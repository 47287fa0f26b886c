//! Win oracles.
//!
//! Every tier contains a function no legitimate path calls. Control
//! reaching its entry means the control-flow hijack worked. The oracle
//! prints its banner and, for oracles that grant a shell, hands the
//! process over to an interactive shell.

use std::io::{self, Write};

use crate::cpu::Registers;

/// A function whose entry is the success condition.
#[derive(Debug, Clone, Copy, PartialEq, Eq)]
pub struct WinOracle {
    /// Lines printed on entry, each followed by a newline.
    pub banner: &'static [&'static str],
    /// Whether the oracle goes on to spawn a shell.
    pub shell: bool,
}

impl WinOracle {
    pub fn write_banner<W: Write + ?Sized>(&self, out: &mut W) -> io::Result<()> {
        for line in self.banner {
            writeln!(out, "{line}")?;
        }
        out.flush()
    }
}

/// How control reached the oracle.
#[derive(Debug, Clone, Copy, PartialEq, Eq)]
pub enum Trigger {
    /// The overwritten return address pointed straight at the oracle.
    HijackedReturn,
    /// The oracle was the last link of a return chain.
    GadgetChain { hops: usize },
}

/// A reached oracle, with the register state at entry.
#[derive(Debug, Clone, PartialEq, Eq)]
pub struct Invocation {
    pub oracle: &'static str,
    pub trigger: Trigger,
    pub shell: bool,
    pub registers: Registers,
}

****************************************

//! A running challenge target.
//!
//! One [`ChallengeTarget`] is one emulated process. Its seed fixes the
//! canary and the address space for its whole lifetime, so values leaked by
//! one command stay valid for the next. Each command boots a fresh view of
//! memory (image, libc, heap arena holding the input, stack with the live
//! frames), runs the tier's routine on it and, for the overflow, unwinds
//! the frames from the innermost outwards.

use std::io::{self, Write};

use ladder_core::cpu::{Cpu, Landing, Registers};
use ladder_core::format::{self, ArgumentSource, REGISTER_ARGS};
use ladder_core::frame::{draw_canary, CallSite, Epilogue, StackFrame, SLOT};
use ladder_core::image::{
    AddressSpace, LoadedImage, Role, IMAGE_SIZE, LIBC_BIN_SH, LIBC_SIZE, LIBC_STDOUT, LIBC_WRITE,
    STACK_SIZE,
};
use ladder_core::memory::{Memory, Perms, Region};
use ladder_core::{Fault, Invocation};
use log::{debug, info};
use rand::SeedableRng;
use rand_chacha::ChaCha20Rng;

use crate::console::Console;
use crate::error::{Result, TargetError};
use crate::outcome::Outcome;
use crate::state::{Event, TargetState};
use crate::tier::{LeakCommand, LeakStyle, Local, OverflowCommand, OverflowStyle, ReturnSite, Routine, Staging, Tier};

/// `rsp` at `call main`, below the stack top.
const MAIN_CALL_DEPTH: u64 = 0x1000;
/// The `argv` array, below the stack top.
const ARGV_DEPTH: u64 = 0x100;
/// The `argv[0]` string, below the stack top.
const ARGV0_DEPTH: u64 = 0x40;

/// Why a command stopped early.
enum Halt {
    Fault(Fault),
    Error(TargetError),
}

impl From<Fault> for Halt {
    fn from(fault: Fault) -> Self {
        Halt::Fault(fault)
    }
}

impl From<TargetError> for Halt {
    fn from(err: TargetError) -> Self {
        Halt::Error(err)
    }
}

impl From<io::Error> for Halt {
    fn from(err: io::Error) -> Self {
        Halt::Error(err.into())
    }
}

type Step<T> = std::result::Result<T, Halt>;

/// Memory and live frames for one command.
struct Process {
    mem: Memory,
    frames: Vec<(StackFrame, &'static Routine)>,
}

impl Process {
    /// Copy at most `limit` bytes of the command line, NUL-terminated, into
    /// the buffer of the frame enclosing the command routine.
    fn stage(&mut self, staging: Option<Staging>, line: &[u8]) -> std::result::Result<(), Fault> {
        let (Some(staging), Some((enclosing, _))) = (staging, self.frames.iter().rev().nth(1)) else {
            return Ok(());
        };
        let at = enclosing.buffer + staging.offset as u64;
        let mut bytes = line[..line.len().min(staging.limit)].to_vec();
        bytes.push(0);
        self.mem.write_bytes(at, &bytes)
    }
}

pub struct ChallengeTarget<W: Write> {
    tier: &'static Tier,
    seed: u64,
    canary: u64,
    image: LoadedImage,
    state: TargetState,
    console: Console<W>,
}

****************************************

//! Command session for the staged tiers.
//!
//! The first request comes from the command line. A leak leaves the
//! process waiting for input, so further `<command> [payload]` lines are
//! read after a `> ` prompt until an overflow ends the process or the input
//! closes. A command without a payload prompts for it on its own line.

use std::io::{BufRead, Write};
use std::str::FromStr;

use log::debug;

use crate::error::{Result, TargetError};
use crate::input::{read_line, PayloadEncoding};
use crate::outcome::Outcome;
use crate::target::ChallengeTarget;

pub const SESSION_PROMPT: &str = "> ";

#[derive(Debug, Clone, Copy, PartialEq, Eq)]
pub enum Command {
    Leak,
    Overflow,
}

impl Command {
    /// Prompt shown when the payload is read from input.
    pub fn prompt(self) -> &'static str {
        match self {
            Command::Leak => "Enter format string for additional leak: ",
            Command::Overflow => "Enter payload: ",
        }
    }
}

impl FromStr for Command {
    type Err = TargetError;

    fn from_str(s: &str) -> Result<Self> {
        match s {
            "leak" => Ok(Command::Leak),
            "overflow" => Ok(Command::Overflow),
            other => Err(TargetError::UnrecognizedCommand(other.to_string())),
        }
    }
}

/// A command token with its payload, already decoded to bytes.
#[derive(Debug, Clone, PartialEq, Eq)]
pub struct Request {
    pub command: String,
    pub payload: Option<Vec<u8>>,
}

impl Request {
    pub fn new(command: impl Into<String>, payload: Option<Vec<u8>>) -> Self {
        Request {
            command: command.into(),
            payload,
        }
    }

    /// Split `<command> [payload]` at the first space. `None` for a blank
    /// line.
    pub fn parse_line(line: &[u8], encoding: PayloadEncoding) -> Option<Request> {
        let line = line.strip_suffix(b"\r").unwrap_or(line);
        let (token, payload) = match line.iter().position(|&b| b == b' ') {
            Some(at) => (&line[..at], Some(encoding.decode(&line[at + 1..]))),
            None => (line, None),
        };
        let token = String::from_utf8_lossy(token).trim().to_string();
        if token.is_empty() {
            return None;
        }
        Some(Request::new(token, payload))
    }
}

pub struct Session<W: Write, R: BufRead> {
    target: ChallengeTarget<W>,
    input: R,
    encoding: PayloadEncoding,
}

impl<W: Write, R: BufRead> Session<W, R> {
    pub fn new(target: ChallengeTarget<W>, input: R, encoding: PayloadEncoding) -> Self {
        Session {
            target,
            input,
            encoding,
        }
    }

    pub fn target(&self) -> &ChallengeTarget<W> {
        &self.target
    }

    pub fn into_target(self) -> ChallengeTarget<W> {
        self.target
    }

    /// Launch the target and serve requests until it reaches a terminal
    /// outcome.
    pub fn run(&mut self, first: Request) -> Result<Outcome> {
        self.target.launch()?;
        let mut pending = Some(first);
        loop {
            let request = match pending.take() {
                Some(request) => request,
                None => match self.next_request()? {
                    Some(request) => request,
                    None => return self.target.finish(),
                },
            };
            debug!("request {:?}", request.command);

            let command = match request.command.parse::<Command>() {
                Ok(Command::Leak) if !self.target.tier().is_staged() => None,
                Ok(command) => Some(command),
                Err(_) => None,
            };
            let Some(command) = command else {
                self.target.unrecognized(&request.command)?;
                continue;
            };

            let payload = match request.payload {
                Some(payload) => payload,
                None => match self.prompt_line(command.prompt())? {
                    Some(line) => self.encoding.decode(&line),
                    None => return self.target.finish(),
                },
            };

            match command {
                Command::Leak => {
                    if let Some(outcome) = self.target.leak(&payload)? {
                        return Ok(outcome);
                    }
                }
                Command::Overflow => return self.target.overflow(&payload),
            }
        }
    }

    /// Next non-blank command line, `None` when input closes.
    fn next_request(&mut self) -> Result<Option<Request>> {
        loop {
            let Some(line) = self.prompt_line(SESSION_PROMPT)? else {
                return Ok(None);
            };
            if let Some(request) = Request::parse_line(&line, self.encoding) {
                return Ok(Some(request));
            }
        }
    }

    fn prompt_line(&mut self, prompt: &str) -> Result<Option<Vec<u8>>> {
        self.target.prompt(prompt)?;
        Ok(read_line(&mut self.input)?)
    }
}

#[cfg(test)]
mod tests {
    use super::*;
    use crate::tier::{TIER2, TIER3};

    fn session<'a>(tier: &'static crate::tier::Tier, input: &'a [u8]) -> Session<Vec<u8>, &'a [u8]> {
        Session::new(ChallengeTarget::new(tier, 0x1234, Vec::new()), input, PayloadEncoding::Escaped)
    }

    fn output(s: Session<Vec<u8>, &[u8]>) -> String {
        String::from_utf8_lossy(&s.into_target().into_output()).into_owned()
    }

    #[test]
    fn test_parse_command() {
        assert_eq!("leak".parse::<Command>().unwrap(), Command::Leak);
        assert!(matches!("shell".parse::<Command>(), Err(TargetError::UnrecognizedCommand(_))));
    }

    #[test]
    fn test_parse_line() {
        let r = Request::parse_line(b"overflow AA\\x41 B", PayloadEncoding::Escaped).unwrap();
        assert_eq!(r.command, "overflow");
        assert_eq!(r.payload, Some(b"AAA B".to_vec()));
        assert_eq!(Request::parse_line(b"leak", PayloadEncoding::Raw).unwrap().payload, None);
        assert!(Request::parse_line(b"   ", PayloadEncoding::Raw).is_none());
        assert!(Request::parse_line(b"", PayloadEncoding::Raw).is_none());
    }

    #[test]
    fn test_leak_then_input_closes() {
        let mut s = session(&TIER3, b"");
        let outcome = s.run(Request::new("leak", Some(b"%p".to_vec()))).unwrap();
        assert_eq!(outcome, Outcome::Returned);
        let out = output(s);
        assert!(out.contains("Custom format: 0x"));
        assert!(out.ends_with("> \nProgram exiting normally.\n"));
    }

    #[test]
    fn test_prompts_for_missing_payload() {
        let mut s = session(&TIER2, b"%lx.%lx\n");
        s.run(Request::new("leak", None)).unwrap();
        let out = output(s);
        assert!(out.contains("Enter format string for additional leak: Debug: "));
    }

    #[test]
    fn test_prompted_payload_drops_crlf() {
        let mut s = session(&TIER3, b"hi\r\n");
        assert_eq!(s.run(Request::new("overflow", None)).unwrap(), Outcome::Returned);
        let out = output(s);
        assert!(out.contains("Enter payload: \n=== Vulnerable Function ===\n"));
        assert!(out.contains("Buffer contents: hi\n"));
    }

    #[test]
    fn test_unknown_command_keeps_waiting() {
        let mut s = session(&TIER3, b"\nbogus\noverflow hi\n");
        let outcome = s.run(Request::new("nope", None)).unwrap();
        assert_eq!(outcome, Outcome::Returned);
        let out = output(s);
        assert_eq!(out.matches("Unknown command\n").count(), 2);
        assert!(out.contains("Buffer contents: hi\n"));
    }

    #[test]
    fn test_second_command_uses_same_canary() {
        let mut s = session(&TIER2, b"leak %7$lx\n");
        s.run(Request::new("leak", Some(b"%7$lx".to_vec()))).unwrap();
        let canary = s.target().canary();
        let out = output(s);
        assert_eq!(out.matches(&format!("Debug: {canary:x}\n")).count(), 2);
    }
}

****************************************

EXERCISE REQUIREMENTS:
Every line above that carries the string "additional" should be copied.

TASK ANSWER:
            Command::Leak => "Enter format string for additional leak: ",
        assert!(out.contains("Enter format string for additional leak: Debug: "));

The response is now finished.